MATERIAL PROVIDED >>
******************************

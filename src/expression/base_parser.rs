//! Lexical primitives
//!
//! [`BaseParser`] keeps one character of lookahead over a [`CharSource`] and
//! offers single-character, literal-string and character-range recognizers.
//! It knows nothing about the expression grammar.

use super::error::{SyntaxError, SyntaxErrorKind};
use super::source::CharSource;
use super::source_location::SourcePosition;

/// One-character-lookahead recognizer over a [`CharSource`]
#[derive(Debug, Clone)]
pub struct BaseParser<S: CharSource> {
    source: S,
    /// Current lookahead, `None` once input is exhausted
    current: Option<char>,
    /// Position of `current`
    position: SourcePosition,
}

impl<S: CharSource> BaseParser<S> {
    /// Create a parser and prime the lookahead with the first character
    pub fn new(mut source: S) -> Self {
        let current = source.next();
        Self {
            source,
            current,
            position: SourcePosition::start(),
        }
    }

    /// The lookahead character (`None` at end of input)
    #[inline]
    pub fn current(&self) -> Option<char> {
        self.current
    }

    /// Position of the lookahead character
    #[inline]
    pub fn position(&self) -> SourcePosition {
        self.position
    }

    /// Build a syntax error at the lookahead position
    pub fn error(&self, kind: SyntaxErrorKind) -> SyntaxError {
        SyntaxError::new(kind, self.position)
    }

    /// Does the lookahead equal `c`?
    #[inline]
    pub fn test(&self, c: char) -> bool {
        self.current == Some(c)
    }

    /// Does the upcoming input start with `s`? Never consumes.
    pub fn test_str(&self, s: &str) -> bool {
        let mut chars = s.chars();
        match chars.next() {
            None => true,
            Some(first) if self.test(first) => chars
                .enumerate()
                .all(|(i, expected)| self.source.peek_at(i + 1) == Some(expected)),
            Some(_) => false,
        }
    }

    /// Consume the lookahead and return it
    pub fn take(&mut self) -> Option<char> {
        let taken = self.current;
        if let Some(c) = taken {
            self.position.offset += c.len_utf8();
            if c == '\n' {
                self.position.line += 1;
                self.position.column = 1;
            } else {
                self.position.column += 1;
            }
        }
        self.current = self.source.next();
        taken
    }

    /// Consume the lookahead if it equals `c`
    pub fn take_char(&mut self, c: char) -> bool {
        if self.test(c) {
            self.take();
            true
        } else {
            false
        }
    }

    /// Consume `s` if the upcoming input starts with it
    pub fn take_str(&mut self, s: &str) -> bool {
        if !self.test_str(s) {
            return false;
        }
        for _ in s.chars() {
            self.take();
        }
        true
    }

    /// Consume `c` or fail with [`SyntaxErrorKind::UnexpectedSymbol`]
    pub fn expect(&mut self, c: char) -> Result<(), SyntaxError> {
        if self.take_char(c) {
            Ok(())
        } else {
            Err(self.error(SyntaxErrorKind::UnexpectedSymbol {
                expected: c.to_string(),
                found: self.current,
            }))
        }
    }

    /// Consume `s` or fail without consuming anything.
    ///
    /// The error is reported where `s` was expected to start and names the
    /// first mismatching character.
    pub fn expect_str(&mut self, s: &str) -> Result<(), SyntaxError> {
        if self.take_str(s) {
            return Ok(());
        }
        let found = s
            .chars()
            .enumerate()
            .find_map(|(i, expected)| {
                let actual = if i == 0 {
                    self.current
                } else {
                    self.source.peek_at(i)
                };
                (actual != Some(expected)).then_some(actual)
            })
            .flatten();
        Err(self.error(SyntaxErrorKind::UnexpectedSymbol {
            expected: s.to_string(),
            found,
        }))
    }

    /// Is the lookahead within `lo..=hi`?
    #[inline]
    pub fn between(&self, lo: char, hi: char) -> bool {
        matches!(self.current, Some(c) if lo <= c && c <= hi)
    }

    /// Is the input exhausted?
    #[inline]
    pub fn at_end(&self) -> bool {
        self.current.is_none()
    }

    /// Skip whitespace characters
    pub fn skip_whitespace(&mut self) {
        while matches!(self.current, Some(c) if c.is_whitespace()) {
            self.take();
        }
    }
}
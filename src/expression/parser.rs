//! Precedence-Climbing Expression Parser
//!
//! [`ExpressionParser`] turns text into an [`Expr`] tree. It is driven by a
//! [`PrecedenceTable`] and builds nodes through an [`OperatorFactory`], so
//! both the operator set and the tree shape are supplied by the caller.
//!
//! The parser value holds only immutable configuration. Every call to
//! [`ExpressionParser::parse`] creates a fresh source and lookahead, so one
//! parser can be reused and shared between threads.
//!
//! # Example
//!
//! ```rust
//! use gentab::expression::parser::ExpressionParser;
//!
//! let parser = ExpressionParser::standard();
//! let expr = parser.parse("1 + 2 * 3").unwrap();
//! assert_eq!(expr.to_string(), "(1 + (2 * 3))");
//! ```

use super::ast::{BinaryOp, Expr, Literal, UnaryOp, Variable};
use super::base_parser::BaseParser;
use super::error::{SyntaxError, SyntaxErrorKind};
use super::precedence::PrecedenceTable;
use super::source::{CharSource, StringSource};
use super::source_location::SourcePosition;

/// Default maximum nesting of parentheses and operators
pub const DEFAULT_MAX_NESTING_DEPTH: usize = 256;

/// Builds tree nodes for operator lexemes
pub trait OperatorFactory {
    /// Node for `left op right`
    fn binary(&self, op: &str, left: Expr, right: Expr) -> Result<Expr, SyntaxErrorKind>;

    /// Node for `op operand`
    fn unary(&self, op: &str, operand: Expr) -> Result<Expr, SyntaxErrorKind>;
}

/// Factory for the built-in [`BinaryOp`] and [`UnaryOp`] lexemes
#[derive(Debug, Clone, Copy, Default)]
pub struct StandardOperators;

impl OperatorFactory for StandardOperators {
    fn binary(&self, op: &str, left: Expr, right: Expr) -> Result<Expr, SyntaxErrorKind> {
        BinaryOp::from_symbol(op)
            .map(|kind| Expr::binary(kind, left, right))
            .ok_or_else(|| SyntaxErrorKind::UnknownOperator(op.to_string()))
    }

    fn unary(&self, op: &str, operand: Expr) -> Result<Expr, SyntaxErrorKind> {
        UnaryOp::from_symbol(op)
            .map(|kind| Expr::unary(kind, operand))
            .ok_or_else(|| SyntaxErrorKind::UnknownOperator(op.to_string()))
    }
}

/// Parser limits
#[derive(Debug, Clone, Copy, PartialEq, Eq)]
pub struct ParserConfig {
    /// Maximum nesting of parentheses and prefix operators, and maximum
    /// number of operators on any path from the root of the tree
    pub max_depth: usize,
}

impl Default for ParserConfig {
    fn default() -> Self {
        Self {
            max_depth: DEFAULT_MAX_NESTING_DEPTH,
        }
    }
}

impl ParserConfig {
    /// Create a configuration with default values
    pub fn new() -> Self {
        Self::default()
    }

    /// Set the maximum nesting depth
    pub fn with_max_depth(mut self, max_depth: usize) -> Self {
        self.max_depth = max_depth;
        self
    }
}

/// Precedence-climbing parser over a [`PrecedenceTable`]
#[derive(Debug, Clone)]
pub struct ExpressionParser<F: OperatorFactory = StandardOperators> {
    table: PrecedenceTable,
    factory: F,
    config: ParserConfig,
}

impl ExpressionParser<StandardOperators> {
    /// Parser for [`PrecedenceTable::standard`] with the built-in operators
    pub fn standard() -> Self {
        Self::new(PrecedenceTable::standard(), StandardOperators)
    }

    /// Parser for [`PrecedenceTable::basic`] with the built-in operators
    pub fn basic() -> Self {
        Self::new(PrecedenceTable::basic(), StandardOperators)
    }
}

impl<F: OperatorFactory> ExpressionParser<F> {
    /// Create a parser from a table and a node factory
    pub fn new(table: PrecedenceTable, factory: F) -> Self {
        Self {
            table,
            factory,
            config: ParserConfig::default(),
        }
    }

    /// Replace the parser limits
    pub fn with_config(mut self, config: ParserConfig) -> Self {
        self.config = config;
        self
    }

    /// The precedence table in use
    pub fn table(&self) -> &PrecedenceTable {
        &self.table
    }

    /// Parse a complete expression
    pub fn parse(&self, text: &str) -> Result<Expr, SyntaxError> {
        log_debug!("parsing expression {:?}", text);
        let mut run = ParseRun {
            table: &self.table,
            factory: &self.factory,
            config: &self.config,
            lexer: BaseParser::new(StringSource::new(text)),
            depth: 0,
        };
        let result = run.parse_expression();
        match &result {
            Ok(expr) => {
                log_debug!("parsed {}", expr);
            }
            Err(err) => {
                log_debug!("parse failed: {}", err);
            }
        }
        result
    }
}

/// State of a single parse: the lookahead and the current nesting depth
struct ParseRun<'p, F, S: CharSource> {
    table: &'p PrecedenceTable,
    factory: &'p F,
    config: &'p ParserConfig,
    lexer: BaseParser<S>,
    depth: usize,
}

/// A parsed subtree with the number of operator nodes on its longest path
type Parsed = (Expr, usize);

impl<'p, F: OperatorFactory, S: CharSource> ParseRun<'p, F, S> {
    fn parse_expression(&mut self) -> Result<Expr, SyntaxError> {
        let (result, _) = self.parse_level(self.table.level_count())?;
        self.lexer.skip_whitespace();
        match self.lexer.current() {
            None => Ok(result),
            Some(found) => Err(self
                .lexer
                .error(SyntaxErrorKind::ExtraTrailingInput { found })),
        }
    }

    fn parse_level(&mut self, level: usize) -> Result<Parsed, SyntaxError> {
        if level <= 1 {
            return self.parse_unary();
        }

        let (mut result, mut height) = self.parse_level(level - 1)?;
        self.lexer.skip_whitespace();
        while let Some(op) = self.take_operator(level) {
            let position = self.lexer.position();
            let (right, right_height) = self.parse_level(level - 1)?;
            // Long flat chains build a deep left spine
            height = self.node_height(height.max(right_height), position)?;
            result = self
                .factory
                .binary(op, result, right)
                .map_err(|kind| SyntaxError::new(kind, position))?;
            self.lexer.skip_whitespace();
        }
        Ok((result, height))
    }

    /// Consume the longest operator of `level` at the lookahead
    fn take_operator(&mut self, level: usize) -> Option<&'p str> {
        let table: &'p PrecedenceTable = self.table;
        table
            .match_order(level)
            .into_iter()
            .find(|op| self.lexer.take_str(op))
    }

    fn parse_unary(&mut self) -> Result<Parsed, SyntaxError> {
        self.lexer.skip_whitespace();
        let table: &'p PrecedenceTable = self.table;
        for op in table.unary_operators() {
            if !self.lexer.test_str(op) {
                continue;
            }
            let position = self.lexer.position();
            self.lexer.take_str(op);
            if op == "-" && self.lexer.between('0', '9') {
                return self.parse_number("-");
            }
            self.enter()?;
            let (operand, height) = self.parse_unary()?;
            self.depth -= 1;
            let height = self.node_height(height, position)?;
            let node = self
                .factory
                .unary(op, operand)
                .map_err(|kind| SyntaxError::new(kind, position))?;
            return Ok((node, height));
        }
        self.parse_atom()
    }

    fn parse_atom(&mut self) -> Result<Parsed, SyntaxError> {
        self.lexer.skip_whitespace();
        if self.lexer.test('(') {
            self.enter()?;
            self.lexer.take();
            let result = self.parse_level(self.table.level_count())?;
            self.lexer.skip_whitespace();
            self.lexer.expect(')')?;
            self.depth -= 1;
            return Ok(result);
        }
        if self.lexer.between('0', '9') {
            return self.parse_number("");
        }
        if let Some(variable) = self.lexer.current().and_then(Variable::from_char) {
            self.lexer.take();
            return Ok((Expr::Variable(variable), 0));
        }
        Err(self.lexer.error(SyntaxErrorKind::MissingArgument {
            found: self.lexer.current(),
        }))
    }

    /// Read a digit run after an optional sign prefix
    fn parse_number(&mut self, prefix: &str) -> Result<Parsed, SyntaxError> {
        let position = self.lexer.position();
        let mut text = String::from(prefix);
        while self.lexer.between('0', '9') {
            if let Some(digit) = self.lexer.take() {
                text.push(digit);
            }
        }
        match Literal::new(text) {
            Some(literal) => Ok((Expr::Const(literal), 0)),
            None => Err(SyntaxError::new(
                SyntaxErrorKind::MissingArgument {
                    found: self.lexer.current(),
                },
                position,
            )),
        }
    }

    fn enter(&mut self) -> Result<(), SyntaxError> {
        if self.depth >= self.config.max_depth {
            return Err(self.lexer.error(SyntaxErrorKind::NestingTooDeep {
                limit: self.config.max_depth,
            }));
        }
        self.depth += 1;
        Ok(())
    }

    /// Height of a new operator node over children of height `child`
    fn node_height(&self, child: usize, position: SourcePosition) -> Result<usize, SyntaxError> {
        if child >= self.config.max_depth {
            return Err(SyntaxError::new(
                SyntaxErrorKind::NestingTooDeep {
                    limit: self.config.max_depth,
                },
                position,
            ));
        }
        Ok(child + 1)
    }
}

******************************

PROBLEM TO WORK ON >> Type out again, exactly as written, the lines from the beginning of the material through the one containing "expected)| self.source.peek_at(i +".

TASK ANSWER >>
filename src/expression/base_parser.rs
//! Lexical primitives
//!
//! [`BaseParser`] keeps one character of lookahead over a [`CharSource`] and
//! offers single-character, literal-string and character-range recognizers.
//! It knows nothing about the expression grammar.

use super::error::{SyntaxError, SyntaxErrorKind};
use super::source::CharSource;
use super::source_location::SourcePosition;

/// One-character-lookahead recognizer over a [`CharSource`]
#[derive(Debug, Clone)]
pub struct BaseParser<S: CharSource> {
    source: S,
    /// Current lookahead, `None` once input is exhausted
    current: Option<char>,
    /// Position of `current`
    position: SourcePosition,
}

impl<S: CharSource> BaseParser<S> {
    /// Create a parser and prime the lookahead with the first character
    pub fn new(mut source: S) -> Self {
        let current = source.next();
        Self {
            source,
            current,
            position: SourcePosition::start(),
        }
    }

    /// The lookahead character (`None` at end of input)
    #[inline]
    pub fn current(&self) -> Option<char> {
        self.current
    }

    /// Position of the lookahead character
    #[inline]
    pub fn position(&self) -> SourcePosition {
        self.position
    }

    /// Build a syntax error at the lookahead position
    pub fn error(&self, kind: SyntaxErrorKind) -> SyntaxError {
        SyntaxError::new(kind, self.position)
    }

    /// Does the lookahead equal `c`?
    #[inline]
    pub fn test(&self, c: char) -> bool {
        self.current == Some(c)
    }

    /// Does the upcoming input start with `s`? Never consumes.
    pub fn test_str(&self, s: &str) -> bool {
        let mut chars = s.chars();
        match chars.next() {
            None => true,
            Some(first) if self.test(first) => chars
                .enumerate()
                .all(|(i, expected)| self.source.peek_at(i + 1) == Some(expected)),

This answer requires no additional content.